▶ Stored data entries
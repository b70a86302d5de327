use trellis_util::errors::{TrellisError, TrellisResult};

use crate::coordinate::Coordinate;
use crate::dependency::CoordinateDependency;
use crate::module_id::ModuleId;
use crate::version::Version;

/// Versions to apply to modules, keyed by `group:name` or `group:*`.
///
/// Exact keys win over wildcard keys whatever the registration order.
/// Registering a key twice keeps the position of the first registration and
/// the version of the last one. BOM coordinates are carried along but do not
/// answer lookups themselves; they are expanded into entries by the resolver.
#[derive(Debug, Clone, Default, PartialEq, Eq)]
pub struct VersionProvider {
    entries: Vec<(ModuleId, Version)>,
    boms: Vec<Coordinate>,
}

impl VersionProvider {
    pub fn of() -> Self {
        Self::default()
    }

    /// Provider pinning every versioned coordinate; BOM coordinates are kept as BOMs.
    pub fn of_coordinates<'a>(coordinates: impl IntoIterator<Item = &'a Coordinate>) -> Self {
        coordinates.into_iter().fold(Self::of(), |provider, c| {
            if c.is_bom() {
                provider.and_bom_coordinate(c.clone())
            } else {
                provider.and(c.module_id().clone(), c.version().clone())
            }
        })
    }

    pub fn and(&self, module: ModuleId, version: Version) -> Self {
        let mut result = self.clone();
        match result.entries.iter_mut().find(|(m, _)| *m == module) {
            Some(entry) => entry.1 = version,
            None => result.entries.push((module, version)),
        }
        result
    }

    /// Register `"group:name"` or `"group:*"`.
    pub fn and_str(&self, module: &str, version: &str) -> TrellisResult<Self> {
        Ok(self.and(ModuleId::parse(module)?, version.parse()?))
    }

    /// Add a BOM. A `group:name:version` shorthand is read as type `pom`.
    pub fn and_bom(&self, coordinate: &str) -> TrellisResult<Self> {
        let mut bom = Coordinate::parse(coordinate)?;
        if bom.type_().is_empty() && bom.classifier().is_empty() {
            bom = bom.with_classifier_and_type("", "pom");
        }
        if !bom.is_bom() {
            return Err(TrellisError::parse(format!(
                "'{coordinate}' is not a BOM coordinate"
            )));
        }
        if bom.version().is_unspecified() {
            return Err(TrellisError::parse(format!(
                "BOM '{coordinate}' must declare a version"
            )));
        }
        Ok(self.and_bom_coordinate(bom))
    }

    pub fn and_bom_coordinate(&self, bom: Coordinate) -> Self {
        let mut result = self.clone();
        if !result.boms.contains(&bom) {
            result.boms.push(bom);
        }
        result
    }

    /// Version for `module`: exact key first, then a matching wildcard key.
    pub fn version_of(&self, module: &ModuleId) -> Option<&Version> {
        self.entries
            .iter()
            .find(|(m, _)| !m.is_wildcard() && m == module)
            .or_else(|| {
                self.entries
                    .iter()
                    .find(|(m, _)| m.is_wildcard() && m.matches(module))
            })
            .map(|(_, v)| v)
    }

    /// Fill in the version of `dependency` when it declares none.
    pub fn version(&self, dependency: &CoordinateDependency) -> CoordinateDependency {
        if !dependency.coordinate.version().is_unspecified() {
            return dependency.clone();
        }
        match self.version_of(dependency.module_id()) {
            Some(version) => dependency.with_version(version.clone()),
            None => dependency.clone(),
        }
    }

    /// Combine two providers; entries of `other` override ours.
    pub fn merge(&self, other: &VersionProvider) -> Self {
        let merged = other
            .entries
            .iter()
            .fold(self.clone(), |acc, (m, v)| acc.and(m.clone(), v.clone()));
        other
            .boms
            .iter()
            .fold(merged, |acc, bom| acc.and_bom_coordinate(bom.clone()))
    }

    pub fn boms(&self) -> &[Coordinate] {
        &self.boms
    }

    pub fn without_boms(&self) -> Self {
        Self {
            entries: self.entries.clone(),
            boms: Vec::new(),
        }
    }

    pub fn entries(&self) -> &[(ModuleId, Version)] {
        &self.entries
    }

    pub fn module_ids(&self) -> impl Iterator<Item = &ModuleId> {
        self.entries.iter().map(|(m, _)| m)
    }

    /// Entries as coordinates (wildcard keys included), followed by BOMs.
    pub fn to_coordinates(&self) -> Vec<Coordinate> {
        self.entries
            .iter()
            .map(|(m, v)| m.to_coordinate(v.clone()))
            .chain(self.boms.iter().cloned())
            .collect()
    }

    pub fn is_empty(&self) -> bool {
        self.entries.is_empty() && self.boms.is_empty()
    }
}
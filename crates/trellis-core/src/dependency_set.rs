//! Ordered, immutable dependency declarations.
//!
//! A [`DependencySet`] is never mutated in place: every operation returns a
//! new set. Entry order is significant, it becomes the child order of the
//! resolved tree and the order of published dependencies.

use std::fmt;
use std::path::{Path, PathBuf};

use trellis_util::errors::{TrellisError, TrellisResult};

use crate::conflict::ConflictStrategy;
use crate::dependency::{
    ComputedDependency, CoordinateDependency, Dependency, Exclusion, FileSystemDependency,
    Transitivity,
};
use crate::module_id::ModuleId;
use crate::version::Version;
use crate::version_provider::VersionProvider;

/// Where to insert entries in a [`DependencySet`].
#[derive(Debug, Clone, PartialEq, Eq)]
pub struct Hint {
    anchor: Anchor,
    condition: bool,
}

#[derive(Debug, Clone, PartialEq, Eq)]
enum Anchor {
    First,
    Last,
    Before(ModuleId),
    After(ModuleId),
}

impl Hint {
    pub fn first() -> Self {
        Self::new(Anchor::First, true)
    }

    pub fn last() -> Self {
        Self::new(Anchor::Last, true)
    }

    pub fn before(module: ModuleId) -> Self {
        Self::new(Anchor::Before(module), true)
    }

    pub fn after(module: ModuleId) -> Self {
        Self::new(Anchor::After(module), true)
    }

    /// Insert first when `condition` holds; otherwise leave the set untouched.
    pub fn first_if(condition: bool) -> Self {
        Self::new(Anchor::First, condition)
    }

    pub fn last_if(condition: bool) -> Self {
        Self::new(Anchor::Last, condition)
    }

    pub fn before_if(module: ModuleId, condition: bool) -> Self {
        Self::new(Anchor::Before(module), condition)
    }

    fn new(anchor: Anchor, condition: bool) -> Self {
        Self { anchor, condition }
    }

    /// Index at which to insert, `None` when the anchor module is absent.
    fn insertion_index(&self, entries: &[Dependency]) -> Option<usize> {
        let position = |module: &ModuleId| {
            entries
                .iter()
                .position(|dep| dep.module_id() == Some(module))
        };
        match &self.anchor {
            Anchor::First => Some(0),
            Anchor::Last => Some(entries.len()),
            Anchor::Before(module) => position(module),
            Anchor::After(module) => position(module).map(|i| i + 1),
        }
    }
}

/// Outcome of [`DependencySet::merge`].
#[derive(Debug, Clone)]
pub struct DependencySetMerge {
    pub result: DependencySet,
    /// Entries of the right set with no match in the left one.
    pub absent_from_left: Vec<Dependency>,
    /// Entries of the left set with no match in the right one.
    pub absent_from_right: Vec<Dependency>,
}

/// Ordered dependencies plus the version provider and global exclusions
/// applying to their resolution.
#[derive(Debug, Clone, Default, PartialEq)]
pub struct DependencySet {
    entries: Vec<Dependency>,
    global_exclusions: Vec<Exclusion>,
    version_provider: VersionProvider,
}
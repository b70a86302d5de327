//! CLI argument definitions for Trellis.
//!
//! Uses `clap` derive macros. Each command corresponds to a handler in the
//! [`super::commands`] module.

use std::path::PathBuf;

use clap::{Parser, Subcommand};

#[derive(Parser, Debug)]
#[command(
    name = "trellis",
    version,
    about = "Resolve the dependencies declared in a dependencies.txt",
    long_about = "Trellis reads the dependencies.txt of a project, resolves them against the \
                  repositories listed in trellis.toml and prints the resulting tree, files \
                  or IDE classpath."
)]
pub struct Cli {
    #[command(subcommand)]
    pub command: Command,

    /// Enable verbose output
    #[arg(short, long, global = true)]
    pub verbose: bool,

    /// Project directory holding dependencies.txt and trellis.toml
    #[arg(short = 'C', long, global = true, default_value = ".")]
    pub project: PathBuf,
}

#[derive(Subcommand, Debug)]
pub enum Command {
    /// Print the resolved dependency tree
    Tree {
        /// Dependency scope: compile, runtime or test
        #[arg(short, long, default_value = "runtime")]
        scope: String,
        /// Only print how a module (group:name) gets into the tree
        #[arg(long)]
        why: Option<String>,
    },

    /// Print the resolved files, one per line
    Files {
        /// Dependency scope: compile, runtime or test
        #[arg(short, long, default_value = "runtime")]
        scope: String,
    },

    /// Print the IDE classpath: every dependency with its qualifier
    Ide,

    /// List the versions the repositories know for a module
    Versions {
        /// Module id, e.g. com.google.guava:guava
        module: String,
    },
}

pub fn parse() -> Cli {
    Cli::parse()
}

▶ EXERCISE
Only the lines above from the one with "pub fn after(module: ModuleId)" through the one with "the left one." should be duplicated, character for character.

▶ WRITTEN ANSWER
    pub fn after(module: ModuleId) -> Self {
        Self::new(Anchor::After(module), true)
    }

    /// Insert first when `condition` holds; otherwise leave the set untouched.
    pub fn first_if(condition: bool) -> Self {
        Self::new(Anchor::First, condition)
    }

    pub fn last_if(condition: bool) -> Self {
        Self::new(Anchor::Last, condition)
    }

    pub fn before_if(module: ModuleId, condition: bool) -> Self {
        Self::new(Anchor::Before(module), condition)
    }

    fn new(anchor: Anchor, condition: bool) -> Self {
        Self { anchor, condition }
    }

    /// Index at which to insert, `None` when the anchor module is absent.
    fn insertion_index(&self, entries: &[Dependency]) -> Option<usize> {
        let position = |module: &ModuleId| {
            entries
                .iter()
                .position(|dep| dep.module_id() == Some(module))
        };
        match &self.anchor {
            Anchor::First => Some(0),
            Anchor::Last => Some(entries.len()),
            Anchor::Before(module) => position(module),
            Anchor::After(module) => position(module).map(|i| i + 1),
        }
    }
}

/// Outcome of [`DependencySet::merge`].
#[derive(Debug, Clone)]
pub struct DependencySetMerge {
    pub result: DependencySet,
    /// Entries of the right set with no match in the left one.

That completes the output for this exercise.